— Про них издревле говорят: коль перо за ухом, клади гостинец за пазуху…
Из толпы на простор протиснулась пышная женка, волоча за собой двух напуганных глазастеньких детишек. Бухнулась атаману в ноги, девчушек за собой повалила и в звонкий голос ударилась с причитаниями:
— Ах, батюшка атаман! Замытарил меня вовсе этот Ивашка Чижов, клоп худосочный! Еще в зиму подала челобитное новому воеводе о даче мне денежного и хлебного жалованья против иных вдов за служивого моего мужа Ивана Матвеева сына Поликарпова, погибшего в Астрахани. Уже и воеводе сказывала сама, а воевода в ответ: подай бумагу! Да Ивашка все мытарит, не дает челобитной ходу. «Ступай, — говорит клоп, — к соборной церкви на паперть с детишками, что соберешь Христовым именем, то и твое…»

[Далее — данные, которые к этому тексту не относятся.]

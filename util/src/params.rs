//! Generic parameters functions

// ---------------------------------------------------------------------------
// IMPORTS
// ---------------------------------------------------------------------------

use serde::de::DeserializeOwned;
use std::fs::read_to_string;
use thiserror::Error;
use toml;

// ---------------------------------------------------------------------------
// ENUMERATIONS
// ---------------------------------------------------------------------------

/// An error that occurs during loading of a parameter file.
#[derive(Debug, Error)]
pub enum LoadError {
    #[error("The software root environment variable (ARGO_SW_ROOT) is not set")]
    SwRootNotSet,

    #[error("Cannot load the parameter file: {0}")]
    FileLoadError(std::io::Error),

    #[error("Cannot read the parameter file: {0}")]
    DeserialiseError(toml::de::Error)
}

// ---------------------------------------------------------------------------
// PUBLIC FUNCTIONS
// ---------------------------------------------------------------------------

/// Load a parameter file.
///
/// The file path is relative to the "params" directory under the software
/// root. Parameters are immutable once loaded, a fault here is fatal at
/// startup only.
pub fn load<P>(param_file_path: &str) -> Result<P, LoadError>
where
    P: DeserializeOwned
{
    // Get the params dir
    let mut path = crate::host::get_sw_root()
        .map_err(|_| LoadError::SwRootNotSet)?;
    path.push("params");
    path.push(param_file_path);

    // Load the file into a string
    let params_str = match read_to_string(path) {
        Ok(s) => s,
        Err(e) => return Err(LoadError::FileLoadError(e))
    };

    // Parse the string into the parameter struct
    match toml::from_str(params_str.as_str()) {
        Ok(p) => Ok(p),
        Err(e) => Err(LoadError::DeserialiseError(e))
    }
}
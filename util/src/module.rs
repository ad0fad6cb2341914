//! Module interfaces
//!
//! Each cyclically processed module in `trk_exec` shall implement all the
//! items in this module.

// ---------------------------------------------------------------------------
// IMPORTS
// ---------------------------------------------------------------------------

// Internal imports
use crate::session::Session;

// ---------------------------------------------------------------------------
// MODULE STATE
// ---------------------------------------------------------------------------

/// The module's internal state.
pub trait State {
    /// Data required during initialisation
    type InitData;
    /// An error which can occur during initialisation.
    type InitError;

    /// Data required for cyclic processing.
    type InputData;
    /// Data produced by cyclic processing.
    type OutputData;
    /// A report on the status of the cyclic processing.
    type StatusReport;
    /// An error which can occur during cyclic processing.
    type ProcError;

    /// Initialise the module.
    ///
    /// # Inputs
    /// - `init_data`: The input data required by the module.
    ///
    /// # Outputs
    /// - On success `Ok(())`.
    /// - On error an `InitError` instance.
    fn init(&mut self, init_data: Self::InitData, session: &Session)
        -> Result<(), Self::InitError>;

    /// Main module processing function.
    ///
    /// # Inputs
    /// - `input_data`: The data required for processing by the module.
    ///
    /// # Outputs
    /// - On success a tuple of the output data and status report.
    /// - On error a `ProcError` instance.
    fn proc(&mut self, input_data: &Self::InputData)
        -> Result<(Self::OutputData, Self::StatusReport), Self::ProcError>;
}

По круглым румяным щекам вдовицы потекли обильные слезы, а юркие светло-зеленые глаза так и прыгают, то на атамана, то на подьячего, стоящего рядом на коленях с согнутой спиной: будто просо с тяжелой метелкой под ветром, того и гляди сломится…

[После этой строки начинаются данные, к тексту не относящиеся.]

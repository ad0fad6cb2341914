//! Implementations for the TargetTrk state structure

// ---------------------------------------------------------------------------
// IMPORTS
// ---------------------------------------------------------------------------

// External
use log::trace;
use nalgebra::Point2;
use serde::Serialize;
use std::collections::VecDeque;

// Internal
use super::{Params, TargetTrkError, TargetTrkInitError};
use util::{
    archive::Archiver,
    maths::norm,
    module::State,
    params,
    session::Session,
};
use vision_if::{cmd::Direction, marker::MarkerObservation};

// ---------------------------------------------------------------------------
// DATA STRUCTURES
// ---------------------------------------------------------------------------

/// Target tracking module state.
///
/// Created once per tracking session. The rolling presence history is the
/// only state carried between cycles and is owned exclusively by the
/// consumer context.
#[derive(Default)]
pub struct TargetTrk {
    params: Params,

    /// Presence flags for the last `valid_frame_count` cycles, oldest first
    history: VecDeque<bool>,

    /// Lock state of the previous cycle, for transition reporting
    was_locked: bool,

    arch_state: Archiver,
}

/// Input data to target tracking, provided exactly once per control cycle.
#[derive(Debug, Default, Clone)]
pub struct InputData {
    /// This cycle's marker observation, or `None` if the detector saw no
    /// valid target. Absence is a normal input, not an error.
    pub observation: Option<MarkerObservation>,

    /// Width of this cycle's frame.
    ///
    /// Units: pixels
    pub frame_width: u32,
}

/// The validated target state produced each cycle.
#[derive(Debug, Clone, Default, Serialize)]
pub struct TargetState {
    /// Centre of the marker in image coordinates, or `None` if no marker was
    /// observed this cycle.
    pub center: Option<Point2<f64>>,

    /// Estimated distance to the marker, 0 whenever no marker was observed.
    ///
    /// Units: millimeters
    pub distance_mm: f64,

    /// The steering decision, recomputed every cycle even when not locked.
    pub direction: Direction,

    /// True iff the last `valid_frame_count` cycles all observed the marker.
    pub locked: bool,
}

/// Status report for TargetTrk processing.
#[derive(Debug, Clone, Copy, Default, Serialize)]
pub struct StatusReport {
    /// Whether a marker was observed this cycle
    pub marker_visible: bool,

    /// Whether the lock state changed this cycle
    pub lock_changed: bool,
}

/// Flat per-cycle archive record for [`TargetState`].
#[derive(Serialize)]
struct StateRecord {
    time_s: f64,
    center_x_px: Option<f64>,
    center_y_px: Option<f64>,
    distance_mm: f64,
    direction: char,
    locked: bool,
}

// ---------------------------------------------------------------------------
// IMPLEMENTATIONS
// ---------------------------------------------------------------------------

impl State for TargetTrk {
    type InitData = &'static str;
    type InitError = TargetTrkInitError;

    type InputData = InputData;
    type OutputData = TargetState;
    type StatusReport = StatusReport;
    type ProcError = TargetTrkError;

    /// Initialise the TargetTrk module.
    ///
    /// Expected init data is the name of the parameter file.
    fn init(&mut self, init_data: Self::InitData, session: &Session)
        -> Result<(), Self::InitError>
    {
        // Load the parameters
        self.params = params::load(init_data)
            .map_err(TargetTrkInitError::ParamLoadError)?;

        if self.params.valid_frame_count < 1 {
            return Err(TargetTrkInitError::InvalidValidFrameCount(
                self.params.valid_frame_count,
            ));
        }

        // Start with an all-miss history so that lock requires a full run of
        // positive detections from the first cycle
        self.history = std::iter::repeat(false)
            .take(self.params.valid_frame_count)
            .collect();

        // Initialise the archiver
        self.arch_state = Archiver::from_path(session, "target_state.csv")
            .map_err(TargetTrkInitError::ArchInitError)?;

        Ok(())
    }

    /// Perform cyclic processing of target tracking.
    fn proc(&mut self, input_data: &Self::InputData)
        -> Result<(Self::OutputData, Self::StatusReport), Self::ProcError>
    {
        if input_data.frame_width == 0 {
            return Err(TargetTrkError::InvalidFrameWidth);
        }

        // Marker centre as the diagonal midpoint of the corner quadrilateral
        let center = input_data.observation.as_ref().map(|obs| obs.center());

        // Push the presence flag into the rolling history. Lock requires a
        // consecutive run of hits, a single miss inside the window clears it.
        let marker_visible = center.is_some();

        while self.history.len() >= self.params.valid_frame_count {
            if self.history.pop_front().is_none() {
                break;
            }
        }
        self.history.push_back(marker_visible);

        let locked = self.history.len() == self.params.valid_frame_count
            && self.history.iter().all(|&hit| hit);

        // Distance is recomputed from scratch each cycle, never carried over
        // stale once the marker is gone
        let distance_mm = match input_data.observation {
            Some(ref obs) => self.estimate_distance_mm(obs, input_data.frame_width),
            None => 0.0,
        };

        let direction = self.decide_direction(center, distance_mm, input_data.frame_width);

        let report = StatusReport {
            marker_visible,
            lock_changed: locked != self.was_locked,
        };
        self.was_locked = locked;

        let state = TargetState {
            center,
            distance_mm,
            direction,
            locked,
        };

        trace!(
            "TargetTrk: visible = {}, locked = {}, distance = {:.0} mm, direction = {:?}",
            marker_visible, locked, distance_mm, direction
        );

        if let Err(e) = self.arch_state.serialise(StateRecord::from(&state)) {
            trace!("Could not archive target state: {}", e);
        }

        Ok((state, report))
    }
}

impl TargetTrk {
    /// Build a tracker with the given parameters and an empty history,
    /// without touching the filesystem.
    #[cfg(test)]
    pub(crate) fn with_params(params: Params) -> Self {
        Self {
            params,
            ..Default::default()
        }
    }

    /// Estimate the distance to the marker from its apparent size.
    ///
    /// Apparent size is the sum of two adjacent edge lengths of the corner
    /// quadrilateral. The estimate is the pinhole ratio
    /// `scale * 1000 * true_size / apparent_size`, with `scale` correcting
    /// for frame resolutions other than the calibration resolution.
    fn estimate_distance_mm(&self, obs: &MarkerObservation, frame_width: u32) -> f64 {
        let c = &obs.corners;

        let apparent_px = norm(&[c[0].x, c[0].y], &[c[1].x, c[1].y]).unwrap_or(0.0)
            + norm(&[c[1].x, c[1].y], &[c[2].x, c[2].y]).unwrap_or(0.0);

        // Degenerate corner geometry, report the marker as unranged
        if apparent_px <= 0.0 {
            return 0.0;
        }

        let resolution_scale = frame_width as f64 / self.params.reference_width_px;

        resolution_scale * 1000.0 * self.params.marker_true_size_mm / apparent_px
    }

    /// Decide the steering direction for this cycle.
    ///
    /// Evaluated every cycle regardless of lock. The dead-zone boundary is
    /// inclusive on both sides.
    fn decide_direction(
        &self,
        center: Option<Point2<f64>>,
        distance_mm: f64,
        frame_width: u32,
    ) -> Direction {
        let center = match center {
            Some(c) => c,
            None => return Direction::Stop,
        };

        // Normalised horizontal offset in [-1, 1], 0 = image centre
        let eps = 2.0 * center.x / frame_width as f64 - 1.0;

        if eps.abs() <= self.params.dead_zone {
            if distance_mm > self.params.start_distance_mm {
                Direction::Forward
            } else {
                Direction::Stop
            }
        } else if eps < 0.0 {
            Direction::Left
        } else {
            Direction::Right
        }
    }
}

impl From<&TargetState> for StateRecord {
    fn from(state: &TargetState) -> Self {
        Self {
            time_s: util::archive::stamp_s(),
            center_x_px: state.center.map(|c| c.x),
            center_y_px: state.center.map(|c| c.y),
            distance_mm: state.distance_mm,
            direction: state.direction.wire_char(),
            locked: state.locked,
        }
    }
}

// ---------------------------------------------------------------------------
// TESTS
// ---------------------------------------------------------------------------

При последних словах вдовицы подьячий вдруг возмутился, распрямил спину, вскинул руки и затряс от возмущения длинной бородой, хотя в годах был и не столь старый.

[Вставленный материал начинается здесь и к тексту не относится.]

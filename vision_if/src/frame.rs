//! # Video Frame Module

// ------------------------------------------------------------------------------------------------
// IMPORTS
// ------------------------------------------------------------------------------------------------

use chrono::{DateTime, Utc};
use image::DynamicImage;
use thiserror::Error;

// ------------------------------------------------------------------------------------------------
// STRUCTS
// ------------------------------------------------------------------------------------------------

/// An individual frame from the capture source.
///
/// Frames are immutable once built and are cycle-scoped: ownership moves from
/// the capture source through the pipeline to whichever consumer last claimed
/// the frame, superseded frames are dropped rather than queued.
#[derive(Debug, Clone)]
pub struct Frame {
    /// UTC timestamp at which the frame was acquired
    pub timestamp: DateTime<Utc>,

    /// Width of the frame in pixels
    pub width: u32,

    /// Height of the frame in pixels
    pub height: u32,

    /// Row-major 8-bit RGB pixel data
    data: Vec<u8>,
}

// ------------------------------------------------------------------------------------------------
// ENUMS
// ------------------------------------------------------------------------------------------------

/// Errors which can occur while building a frame.
#[derive(Debug, Error)]
pub enum FrameError {
    #[error(
        "Pixel buffer length ({len}) does not match the frame dimentions \
        ({width}x{height} RGB)"
    )]
    BufferLengthMismatch {
        len: usize,
        width: u32,
        height: u32,
    },
}

// ------------------------------------------------------------------------------------------------
// IMPLS
// ------------------------------------------------------------------------------------------------

impl Frame {
    /// Build a frame from a dynamic image and the timestamp it was acquired
    /// at.
    pub fn from_dyn_image(image: DynamicImage, timestamp: DateTime<Utc>) -> Self {
        let rgb = image.to_rgb8();

        Self {
            timestamp,
            width: rgb.width(),
            height: rgb.height(),
            data: rgb.into_raw(),
        }
    }

    /// Build a frame directly from a row-major RGB8 buffer.
    pub fn from_rgb8(
        width: u32,
        height: u32,
        data: Vec<u8>,
        timestamp: DateTime<Utc>,
    ) -> Result<Self, FrameError> {
        if data.len() != (width as usize) * (height as usize) * 3 {
            return Err(FrameError::BufferLengthMismatch {
                len: data.len(),
                width,
                height,
            });
        }

        Ok(Self {
            timestamp,
            width,
            height,
            data,
        })
    }

    /// Get the RGB value of the pixel at the given image coordinates, or
    /// `None` if the coordinates lie outside the frame.
    pub fn pixel(&self, x: u32, y: u32) -> Option<[u8; 3]> {
        if x >= self.width || y >= self.height {
            return None;
        }

        let idx = ((y as usize) * (self.width as usize) + (x as usize)) * 3;
        Some([self.data[idx], self.data[idx + 1], self.data[idx + 2]])
    }

    /// Get the raw RGB8 pixel buffer.
    pub fn data(&self) -> &[u8] {
        &self.data
    }
}

// ------------------------------------------------------------------------------------------------
// TESTS
// ------------------------------------------------------------------------------------------------

#[cfg(test)]
mod test {
    use super::*;

    #[test]
    fn test_from_rgb8_length_check() {
        let ts = Utc::now();

        assert!(Frame::from_rgb8(2, 2, vec![0u8; 12], ts).is_ok());
        assert!(Frame::from_rgb8(2, 2, vec![0u8; 11], ts).is_err());
    }

    #[test]
    fn test_pixel_access() {
        let ts = Utc::now();
        let mut data = vec![0u8; 12];
        // Pixel (1, 1) is red
        data[9] = 255;

        let frame = Frame::from_rgb8(2, 2, data, ts).unwrap();

        assert_eq!(frame.pixel(1, 1), Some([255, 0, 0]));
        assert_eq!(frame.pixel(0, 0), Some([0, 0, 0]));
        assert_eq!(frame.pixel(2, 0), None);
    }
}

— Не гневи Господа, Марья! Не отсылал я тебя с детишками на паперть, безбожная блудница! Но за всякий твой тайный ко мне приход честно платил по четыре сабляницы альбо по две новых копейки! А к Рождеству дарил отрез сукна доброго на кафтан. Ты норовила чаще бегать, да я более одного раза в две недели ходить не велел за моим безденежьем! Берегись, Марья, ежели женка моя как прознает, она на твоей голове, ранее прилета грачей, большое гнездо сделает!.. А я-то, дурак, приготовил тебе отрез камки[129] голубой…
Толпа ахнула от хохота. Ивашка, в тяжком душевном состоянии проговорившись о сокровенном, захлопнул рот шапкой, Марья Поликарпова вскинула руки, закрестилась, что-то закричала в ответ, но ее не было слышно. Степан Тимофеевич, откинувшись на спинку лавки и сотрясаясь всем телом, утирал слезы пальцами.
Отсмеявшись, Разин, ко всеобщему одобрению, приговорил:
— Раздуванить пожитки, окромя домов и скотины, этого дьяка и подьячего, а их с домочадцами оставить в том, в чем есть! И пущай озаботятся прокормом семей как кто может, руки-ноги целы! Гоже так?
— Гоже!
— Божеское решение, атаман-батюшка!
Дьяк Брылев наконец-то встал с колен, возрадовавшись в душе, что дом, а стало быть, и заветный клад в подоконнике остаются ему для прожитья, отбил поклоны атаману, самарскому люду. Ивашка Чижов, откланявшись, повернулся к вдовице, а та, уперев руки в бока, стоит, да в глазах смешинки скачут. Не сдержался подьячий, зло плюнул под ноги:
— Дед в пытошной корчится, а глупой бабе, глядючи, смех! Ох, прости, Господь, ославила при всем народе, задаст теперь женка трепку, почище молодого льна мотаться в ее руках буду…
Митька Самара, посторонившись, чтобы подьячий мог пройти, со смехом сказал:
— Не тужи, Ивашка! Кому неведомо, что мимо гороху да мимо вдовицы так не пройдешь! Не ты первый, не тобой и кончится! А Марья, чертовка, вон какова, словно пасхальная выпечка с маком!
— Горе не тебе, Ивашка, — прокричал с улыбкой пушкарь Ивашка Чуносов, — горе Марье — сама себя приработка лишила!
— Ха-ха-ха! — покатилось по толпе.
Под шутки и смех дьяк и подьячий побрели к своим домам, крестясь, что живы сошли с лобного места, и что-то бормоча под нос каждый себе и о своем.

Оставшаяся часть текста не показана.